Figure 1 : Distribution des élèves selon les méthodes utilisées pour contrôler ou perdre du poids et par catégorie de niveau d’aisance matérielle (Family Affluence Scale – FAS).

Indication de lecture : Parmi les élèves ayant cherché à contrôler leur poids ou à en perdre, et dont le niveau d’aisance matérielle était élevé, 89,2% déclaraient avoir fait du sport.

Un comportement sujet aux inégalités sociales

Des disparités concernant le recours à des méthodes défavorables à la santé étaient observées, quel que soit l’indicateur socioéconomique considéré (Figure 2). Autrement dit, l’utilisation de ces méthodes était plus ou moins répandue selon les catégories socioéconomiques.

Un gradient était observé pour les indicateurs d’aisance matérielle, d’aisance perçue, d’emploi des parents et de structure familiale (Figure 2). Ainsi, le recours à des méthodes défavorables à la santé était plus fréquent parmi les enfants des catégories les moins favorisées et diminuait progressivement dans les catégories supérieures. Ce « gradient social » est une tendance fréquemment observée dans l’étude des disparités socioéconomiques et un concept-clé dans les inégalités sociales de santé. Il montre que plus leur position sociale est défavorable, plus les individus ont de risque d’être en mauvaise santé [8]. Il reste important de remarquer que selon l’indicateur utilisé, l’ampleur de ce gradient est plus ou moins prononcée - l’écart est plus important pour le FAS (Family Affluence Scale, cf. supra) et moins important pour la structure familiale – Figure 1), puisque les catégories extrêmes de ces indicateurs socioéconomiques recouvrent des mécanismes sous-jacents variés.
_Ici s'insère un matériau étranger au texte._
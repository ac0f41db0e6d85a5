use serde::{Deserialize, Serialize};
use std::fmt;

use crate::isochrones::IsochroneDto;
use crate::locations::{Facility, LibraryEvent, LocationDto, TravelMode};
use crate::CoreError;

// --- Typed IDs ---

macro_rules! typed_id {
    ($name:ident) => {
        #[derive(Serialize, Deserialize, Clone, Debug, PartialEq, Eq, PartialOrd, Ord, Hash)]
        pub struct $name(pub String);

        impl $name {
            pub fn new(s: impl Into<String>) -> Self {
                Self(s.into())
            }
            pub fn as_str(&self) -> &str {
                &self.0
            }
        }

        impl fmt::Display for $name {
            fn fmt(&self, f: &mut fmt::Formatter<'_>) -> fmt::Result {
                f.write_str(&self.0)
            }
        }
    };
}

typed_id!(LocationId);
typed_id!(TravelModeId);

// --- Coordinate: validated, NaN-safe ---

#[derive(Clone, Copy, Debug, Serialize, Deserialize)]
pub struct Coordinate {
    lat: f64,
    lng: f64,
}

#[derive(Debug, Clone, thiserror::Error)]
pub enum ValidationError {
    #[error("invalid coordinate: lat={0}, lng={1}")]
    InvalidCoordinate(f64, f64),
    #[error("invalid zoom: {0}")]
    InvalidZoom(f64),
    #[error("invalid weekday: {0}")]
    InvalidWeekday(String),
    #[error("invalid time of day: {0}")]
    InvalidTime(String),
    #[error("opening span closes ({closes}) before it opens ({opens})")]
    InvertedHours { opens: String, closes: String },
}

impl Coordinate {
    pub fn new(lat: f64, lng: f64) -> Result<Self, ValidationError> {
        if lat.is_nan()
            || lng.is_nan()
            || lat.is_infinite()
            || lng.is_infinite()
            || !(-90.0..=90.0).contains(&lat)
            || !(-180.0..=180.0).contains(&lng)
        {
            return Err(ValidationError::InvalidCoordinate(lat, lng));
        }
        Ok(Self { lat, lng })
    }

    pub fn lat(&self) -> f64 {
        self.lat
    }
    pub fn lng(&self) -> f64 {
        self.lng
    }
}

impl PartialEq for Coordinate {
    fn eq(&self, other: &Self) -> bool {
        self.lat.to_bits() == other.lat.to_bits() && self.lng.to_bits() == other.lng.to_bits()
    }
}

impl Eq for Coordinate {}

// --- Zoom: validated ---

#[derive(Clone, Copy, Debug, Serialize, Deserialize, PartialEq)]
pub struct Zoom(f64);

impl Zoom {
    pub fn new(value: f64) -> Result<Self, ValidationError> {
        if value.is_nan() || value.is_infinite() || !(0.0..=25.0).contains(&value) {
            return Err(ValidationError::InvalidZoom(value));
        }
        Ok(Self(value))
    }
    pub fn value(&self) -> f64 {
        self.0
    }
}

// --- Map viewport requested by the core, consumed by the renderer ---

#[derive(Clone, Copy, Debug, Serialize, Deserialize, PartialEq)]
pub struct Viewport {
    pub center: Coordinate,
    pub zoom: Zoom,
    pub pitch: f64,
    pub bearing: f64,
}

// --- Search mode: how the nearby-location list is derived ---

#[derive(Serialize, Deserialize, Clone, Copy, Debug, PartialEq, Eq, Default)]
#[serde(rename_all = "snake_case")]
pub enum SearchMode {
    #[default]
    Gps,
    Postcode,
}

impl SearchMode {
    pub const fn as_str(self) -> &'static str {
        match self {
            Self::Gps => "gps",
            Self::Postcode => "postcode",
        }
    }
}

// --- The query a location-list fetch was keyed on ---
//
// Carried through to the completion event so position and list are published
// in the same update, and so a completion can be matched against the search
// mode that is current when it lands.

#[derive(Serialize, Deserialize, Clone, Debug, PartialEq)]
pub enum LocationQuery {
    Gps { position: Coordinate },
    Postcode { postcode: String, center: Coordinate },
}

impl LocationQuery {
    pub fn center(&self) -> Coordinate {
        match self {
            Self::Gps { position } => *position,
            Self::Postcode { center, .. } => *center,
        }
    }

    pub const fn search_mode(&self) -> SearchMode {
        match self {
            Self::Gps { .. } => SearchMode::Gps,
            Self::Postcode { .. } => SearchMode::Postcode,
        }
    }
}

// --- Event enum ---

#[derive(Serialize, Deserialize, Clone, Debug, PartialEq)]
pub enum Event {
    // Lifecycle. The shell sends Started on mount and Stopped on teardown;
    // ticks come back from one-shot delays the core re-arms itself.
    Started {
        now_ms: u64,
    },
    Stopped,
    PositionTick {
        generation: u64,
    },
    ClockTick {
        generation: u64,
        now_ms: u64,
    },

    // Search & refresh
    LocateRequested,
    PostcodeSearchRequested {
        postcode: String,
    },
    PositionFetched {
        result: Result<Coordinate, CoreError>,
    },
    PostcodeResolved {
        postcode: String,
        result: Result<Coordinate, CoreError>,
    },
    LocationsFetched {
        query: LocationQuery,
        result: Result<Vec<LocationDto>, CoreError>,
    },

    // Reference data, loaded once at startup
    FacilitiesFetched {
        result: Result<Vec<Facility>, CoreError>,
    },
    TravelModesFetched {
        result: Result<Vec<TravelMode>, CoreError>,
    },
    EventsFetched {
        result: Result<Vec<LibraryEvent>, CoreError>,
    },

    // Panels & map
    LocationSelected {
        location: LocationId,
    },
    DetailClosed,
    ViewportRequested {
        viewport: Viewport,
    },
    ErrorDismissed,

    // Isochrones
    IsochroneToggled {
        location: LocationId,
        mode: TravelModeId,
    },
    IsochronesFetched {
        location: LocationId,
        requested: Vec<TravelModeId>,
        result: Result<Vec<IsochroneDto>, CoreError>,
    },
}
C’est la raison pour laquelle il est utile de décrire ces disparités en utilisant divers indicateurs du statut socioéconomique.

Figure 2 : Proportions des élèves ayant recours à une ou plusieurs méthodes défavorables à la santé pour contrôler ou perdre du poids, en fonction de différents indicateurs socioéconomiques.

Indication de lecture : Parmi les élèves ayant cherché à contrôler leur poids ou à en perdre et dont le niveau d’aisance matérielle était élevé, 38% avaient eu recours à une ou des méthodes défavorables à la santé.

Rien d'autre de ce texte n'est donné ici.